What to work on
Please copy every line with the string "OrchestrationRun" from the entries below.

*** Opening of Data excerpts ***

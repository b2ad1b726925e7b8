//! End-to-end runs against a scripted provider

use adr_orchestrator::domain::entities::{ExecutionType, JobType, JobUpdate};
use adr_orchestrator::domain::job_state::JobStatus;
use adr_orchestrator::domain::run::{OrchestrationRun, PhaseFlags, PhaseResult, RunPhase, RunStatus};
use adr_orchestrator::domain::services::Clock;
use adr_orchestrator::test_utils::{TestHarness, date, http_reply, new_execution, ok_reply, sync_row};
use anyhow::Result;
use chrono::Duration;

fn phase(run: &OrchestrationRun, phase: RunPhase) -> &PhaseResult {
    run.phase_results
        .iter()
        .find(|p| p.phase == phase)
        .expect("phase executed")
}

#[tokio::test]
async fn due_account_is_retrieved_in_one_run() -> Result<()> {
    let harness = TestHarness::new().await?;
    harness.source.set_rows(vec![sync_row("K1", "ACC-1")]);

    let run = harness.run(PhaseFlags::all()).await?;
    assert_eq!(run.status, RunStatus::Completed);
    assert_eq!(run.phase_results.len(), 5);
    assert_eq!(phase(&run, RunPhase::Sync).counter("inserted"), 1);
    assert_eq!(phase(&run, RunPhase::Sync).counter("rules_created"), 1);
    assert_eq!(phase(&run, RunPhase::CreateJobs).counter("created"), 1);
    assert_eq!(phase(&run, RunPhase::Scrape).counter("requested"), 1);
    assert_eq!(phase(&run, RunPhase::CheckStatuses).counter("completed"), 1);

    let account = harness.live_accounts().await?.remove(0);
    let jobs = harness.jobs_for(account.id).await?;
    assert_eq!(jobs.len(), 1);
    assert_eq!(jobs[0].status, JobStatus::Completed);
    assert_eq!(jobs[0].provider_index_id, Some(1000 + jobs[0].id));

    let rule = harness.state.rules.find_enabled(account.id, JobType::Adr).await?.unwrap();
    assert_eq!(rule.next_run_date, date(2025, 4, 10));
    assert_eq!(rule.next_range_start, date(2025, 4, 5));
    assert_eq!(rule.next_range_end, date(2025, 4, 15));

    let account = harness.state.accounts.find_by_id(account.id).await?.unwrap();
    assert_eq!(account.last_invoice_date, Some(date(2025, 3, 10)));
    assert_eq!(account.next_due_date, Some(date(2025, 4, 10)));

    assert_eq!(harness.provider.credential_calls(), 0);
    assert_eq!(harness.provider.scrape_calls(), 1);
    assert_eq!(harness.provider.status_calls(), 1);
    assert!(harness.sink.sent().is_empty());
    Ok(())
}

#[tokio::test]
async fn repeated_run_makes_no_new_calls() -> Result<()> {
    let harness = TestHarness::new().await?;
    harness.source.set_rows(vec![sync_row("K1", "ACC-1"), sync_row("K2", "ACC-2")]);

    harness.run(PhaseFlags::all()).await?;
    let second = harness.run(PhaseFlags::all()).await?;

    assert_eq!(second.status, RunStatus::Completed);
    assert_eq!(phase(&second, RunPhase::Sync).counter("unchanged"), 2);
    assert_eq!(phase(&second, RunPhase::CreateJobs).total_items, 0);
    assert_eq!(harness.provider.scrape_calls(), 2);
    assert_eq!(harness.provider.status_calls(), 2);
    Ok(())
}

#[tokio::test]
async fn credentials_are_checked_ahead_of_run_date() -> Result<()> {
    let harness = TestHarness::new().await?;
    let mut row = sync_row("K1", "ACC-1");
    row.next_due_date = Some(date(2025, 3, 14));
    harness.source.set_rows(vec![row]);

    let run = harness.run(PhaseFlags::all()).await?;
    assert_eq!(run.status, RunStatus::Completed);
    assert_eq!(phase(&run, RunPhase::VerifyCredentials).counter("verified"), 1);

    let account = harness.live_accounts().await?.remove(0);
    let job = harness.jobs_for(account.id).await?.remove(0);
    assert_eq!(job.status, JobStatus::CredentialVerified);
    assert_eq!(job.run_date, date(2025, 3, 14));
    assert!(job.credential_verified_at.is_some());

    // Verified jobs are not re-checked and not scraped before the run date.
    harness.run(PhaseFlags::all()).await?;
    assert_eq!(harness.provider.credential_calls(), 1);
    assert_eq!(harness.provider.scrape_calls(), 0);

    harness.clock.advance(Duration::days(4));
    let run = harness.run(PhaseFlags::all()).await?;
    assert_eq!(run.status, RunStatus::Completed);
    let job = harness.state.jobs.find_by_id(job.id).await?.unwrap();
    assert_eq!(job.status, JobStatus::Completed);
    assert_eq!(harness.provider.scrape_calls(), 1);
    Ok(())
}

#[tokio::test]
async fn rejected_credentials_still_get_scraped() -> Result<()> {
    let harness = TestHarness::new().await?;
    let mut row = sync_row("K1", "ACC-1");
    row.next_due_date = Some(date(2025, 3, 14));
    harness.source.set_rows(vec![row]);
    harness
        .provider
        .push_credential(ok_reply(r#"{"StatusId":8,"Status":"Invalid credentials"}"#));

    let run = harness.run(PhaseFlags::all()).await?;
    assert_eq!(run.status, RunStatus::Completed);
    assert_eq!(phase(&run, RunPhase::VerifyCredentials).counter("credential_failed"), 1);

    let account = harness.live_accounts().await?.remove(0);
    let job = harness.jobs_for(account.id).await?.remove(0);
    assert_eq!(job.status, JobStatus::CredentialFailed);
    assert_eq!(job.credential_failures, 1);
    assert_eq!(job.retry_count, 0);

    let sent = harness.sink.sent();
    assert_eq!(sent.len(), 1);
    assert!(sent[0].errors[0].contains("credential rejected"));

    harness.clock.advance(Duration::days(4));
    harness.run(PhaseFlags::all()).await?;
    let job = harness.state.jobs.find_by_id(job.id).await?.unwrap();
    assert_eq!(job.status, JobStatus::Completed);
    assert_eq!(harness.provider.credential_calls(), 1);
    assert_eq!(harness.provider.scrape_calls(), 1);
    Ok(())
}

#[tokio::test]
async fn repeated_rejections_do_not_block_run_date_scrape() -> Result<()> {
    let harness = TestHarness::new().await?;
    let mut row = sync_row("K1", "ACC-1");
    row.next_due_date = Some(date(2025, 3, 17));
    harness.source.set_rows(vec![row]);

    // One run a day for the week leading up to the run date, every check rejected.
    for _ in 0..7 {
        harness
            .provider
            .push_credential(ok_reply(r#"{"StatusId":8,"Status":"Invalid credentials"}"#));
        harness.run(PhaseFlags::all()).await?;
        harness.clock.advance(Duration::days(1));
    }

    let account = harness.live_accounts().await?.remove(0);
    let job = harness.jobs_for(account.id).await?.remove(0);
    assert_eq!(harness.clock.today(), date(2025, 3, 17));
    assert_eq!(job.status, JobStatus::CredentialFailed);
    assert_eq!(job.credential_failures, 5);
    assert_eq!(job.retry_count, 0);
    assert_eq!(harness.provider.credential_calls(), 5);

    harness.run(PhaseFlags::all()).await?;
    let job = harness.state.jobs.find_by_id(job.id).await?.unwrap();
    assert_eq!(job.status, JobStatus::Completed);
    assert_eq!(harness.provider.scrape_calls(), 1);
    assert_eq!(harness.provider.credential_calls(), 5);
    Ok(())
}

#[tokio::test]
async fn rate_limited_scrape_keeps_returned_index() -> Result<()> {
    let harness = TestHarness::new().await?;
    harness.source.set_rows(vec![sync_row("K1", "ACC-1")]);
    harness.provider.push_scrape(http_reply(429, r#"{"IndexId": 555}"#));

    let run = harness.run(PhaseFlags::all()).await?;
    assert_eq!(phase(&run, RunPhase::Scrape).counter("requested"), 1);

    let account = harness.live_accounts().await?.remove(0);
    let job = harness.jobs_for(account.id).await?.remove(0);
    assert_eq!(job.status, JobStatus::Completed);
    assert_eq!(job.provider_index_id, Some(555));
    assert_eq!(job.retry_count, 0);

    let scrape = harness
        .state
        .executions
        .latest(job.id, ExecutionType::ScrapeRequest)
        .await?
        .unwrap();
    assert_eq!(scrape.http_status, Some(429));
    assert_eq!(scrape.index_id, Some(555));
    assert_eq!(scrape.response_body.as_deref(), Some(r#"{"IndexId": 555}"#));

    harness.clock.advance(Duration::days(1));
    harness.run(PhaseFlags::all()).await?;
    assert_eq!(harness.provider.scrape_calls(), 1);
    Ok(())
}

#[tokio::test]
async fn rate_limited_scrape_without_index_is_retried() -> Result<()> {
    let harness = TestHarness::new().await?;
    harness.source.set_rows(vec![sync_row("K1", "ACC-1")]);
    harness.provider.push_scrape(http_reply(429, "slow down"));

    let run = harness.run(PhaseFlags::all()).await?;
    assert_eq!(phase(&run, RunPhase::Scrape).counter("transient"), 1);

    let account = harness.live_accounts().await?.remove(0);
    let job = harness.jobs_for(account.id).await?.remove(0);
    assert_eq!(job.status, JobStatus::Pending);
    assert_eq!(job.retry_count, 1);
    assert!(job.next_attempt_at.is_some());
    Ok(())
}

#[tokio::test]
async fn verified_credential_is_reused_within_ttl() -> Result<()> {
    let harness = TestHarness::new().await?;
    let mut row = sync_row("K1", "ACC-1");
    row.next_due_date = Some(date(2025, 3, 14));
    harness.source.set_rows(vec![row]);
    harness.run(PhaseFlags::all()).await?;

    // The job lost its verified state (e.g. a crash mid-update) while the
    // ledger still holds a fresh success.
    let account = harness.live_accounts().await?.remove(0);
    let job = harness.jobs_for(account.id).await?.remove(0);
    let now = harness.clock.now();
    assert!(
        harness
            .state
            .jobs
            .transition(
                job.id,
                JobStatus::CredentialVerified,
                JobStatus::CredentialCheckInProgress,
                &JobUpdate::default(),
                now
            )
            .await?
    );

    harness.clock.advance(Duration::hours(24));
    let run = harness.run(PhaseFlags::all()).await?;
    assert_eq!(phase(&run, RunPhase::VerifyCredentials).reused, 1);
    assert_eq!(harness.provider.credential_calls(), 1);

    let job = harness.state.jobs.find_by_id(job.id).await?.unwrap();
    assert_eq!(job.status, JobStatus::CredentialVerified);
    Ok(())
}

#[tokio::test]
async fn transient_scrape_failure_backs_off() -> Result<()> {
    let harness = TestHarness::new().await?;
    harness.source.set_rows(vec![sync_row("K1", "ACC-1")]);
    harness.provider.push_scrape(http_reply(503, "Service Unavailable"));

    let run = harness.run(PhaseFlags::all()).await?;
    assert_eq!(phase(&run, RunPhase::Scrape).counter("transient"), 1);

    let account = harness.live_accounts().await?.remove(0);
    let job = harness.jobs_for(account.id).await?.remove(0);
    assert_eq!(job.status, JobStatus::Pending);
    assert_eq!(job.retry_count, 1);
    let retry_at = job.next_attempt_at.unwrap();
    assert!(retry_at > harness.clock.now());

    // Still inside the backoff window.
    harness.run(PhaseFlags::all()).await?;
    assert_eq!(harness.provider.scrape_calls(), 1);

    harness.clock.set(retry_at + Duration::seconds(1));
    harness.run(PhaseFlags::all()).await?;
    let job = harness.state.jobs.find_by_id(job.id).await?.unwrap();
    assert_eq!(job.status, JobStatus::Completed);
    assert_eq!(harness.provider.scrape_calls(), 2);

    let history = harness.state.executions.list_for_job(job.id).await?;
    let scrapes: Vec<_> = history
        .iter()
        .filter(|e| e.execution_type == ExecutionType::ScrapeRequest)
        .collect();
    assert_eq!(scrapes.len(), 2);
    assert!(scrapes[0].is_error);
    assert!(scrapes[1].is_success);
    Ok(())
}

#[tokio::test]
async fn recorded_scrape_is_not_repeated_after_crash() -> Result<()> {
    let harness = TestHarness::new().await?;
    harness.source.set_rows(vec![sync_row("K1", "ACC-1")]);
    let setup = PhaseFlags {
        sync: true,
        create_jobs: true,
        verify_credentials: false,
        scrape: false,
        check_statuses: false,
    };
    harness.run(setup).await?;

    // The process died after the provider accepted the scrape but before the
    // job left ScrapeInProgress.
    let account = harness.live_accounts().await?.remove(0);
    let job = harness.jobs_for(account.id).await?.remove(0);
    let now = harness.clock.now();
    assert!(
        harness
            .state
            .jobs
            .transition(job.id, JobStatus::Pending, JobStatus::ScrapeInProgress, &JobUpdate::default(), now)
            .await?
    );
    harness
        .state
        .executions
        .append(&new_execution(job.id, ExecutionType::ScrapeRequest, true))
        .await?;

    let run = harness.run(PhaseFlags::all()).await?;
    assert_eq!(phase(&run, RunPhase::Scrape).reused, 1);
    assert_eq!(harness.provider.scrape_calls(), 0);

    let job = harness.state.jobs.find_by_id(job.id).await?.unwrap();
    assert_eq!(job.status, JobStatus::Completed);
    assert_eq!(job.provider_index_id, Some(42));
    assert_eq!(harness.provider.status_calls(), 1);
    Ok(())
}

#[tokio::test]
async fn stale_job_is_cancelled_and_rule_moves_on() -> Result<()> {
    let harness = TestHarness::new().await?;
    let mut row = sync_row("K1", "ACC-1");
    row.next_due_date = Some(date(2025, 2, 1));
    harness.source.set_rows(vec![row]);

    let run = harness.run(PhaseFlags::all()).await?;
    assert_eq!(run.status, RunStatus::Completed);
    assert_eq!(phase(&run, RunPhase::Scrape).total_items, 0);
    assert_eq!(phase(&run, RunPhase::CheckStatuses).counter("stale_cancelled"), 1);

    let account = harness.live_accounts().await?.remove(0);
    let job = harness.jobs_for(account.id).await?.remove(0);
    assert_eq!(job.status, JobStatus::Cancelled);

    let rule = harness.state.rules.find_enabled(account.id, JobType::Adr).await?.unwrap();
    assert_eq!(rule.next_run_date, date(2025, 4, 1));
    assert_eq!(harness.provider.scrape_calls(), 0);

    let sent = harness.sink.sent();
    assert_eq!(sent.len(), 1);
    assert!(sent[0].errors.iter().any(|e| e.contains("stale")));
    Ok(())
}

#[tokio::test]
async fn permanent_scrape_error_finishes_cycle() -> Result<()> {
    let harness = TestHarness::new().await?;
    harness.source.set_rows(vec![sync_row("K1", "ACC-1")]);
    harness.provider.push_scrape(http_reply(404, "no such vendor"));

    let run = harness.run(PhaseFlags::all()).await?;
    assert_eq!(phase(&run, RunPhase::Scrape).counter("permanent_failure"), 1);

    let account = harness.live_accounts().await?.remove(0);
    let job = harness.jobs_for(account.id).await?.remove(0);
    assert_eq!(job.status, JobStatus::Failed);
    assert_eq!(harness.provider.status_calls(), 0);

    let rule = harness.state.rules.find_enabled(account.id, JobType::Adr).await?.unwrap();
    assert_eq!(rule.next_run_date, date(2025, 4, 10));
    let account = harness.state.accounts.find_by_id(account.id).await?.unwrap();
    assert_eq!(account.last_invoice_date, None);
    Ok(())
}

#[tokio::test]
async fn waiting_status_is_polled_again() -> Result<()> {
    let harness = TestHarness::new().await?;
    harness.source.set_rows(vec![sync_row("K1", "ACC-1")]);
    harness
        .provider
        .push_status(ok_reply(r#"{"StatusId":3,"Status":"Processing"}"#));

    let run = harness.run(PhaseFlags::all()).await?;
    assert_eq!(phase(&run, RunPhase::CheckStatuses).counter("still_processing"), 1);

    let account = harness.live_accounts().await?.remove(0);
    let job = harness.jobs_for(account.id).await?.remove(0);
    assert_eq!(job.status, JobStatus::ScrapeRequested);
    assert_eq!(job.last_status_id, Some(3));

    harness.run(PhaseFlags::status_only()).await?;
    let job = harness.state.jobs.find_by_id(job.id).await?.unwrap();
    assert_eq!(job.status, JobStatus::Completed);
    assert_eq!(harness.provider.status_calls(), 2);
    assert_eq!(harness.provider.scrape_calls(), 1);
    Ok(())
}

*** Close of Data excerpts ***

Finished task
use adr_orchestrator::domain::run::{OrchestrationRun, PhaseFlags, PhaseResult, RunPhase, RunStatus};
fn phase(run: &OrchestrationRun, phase: RunPhase) -> &PhaseResult {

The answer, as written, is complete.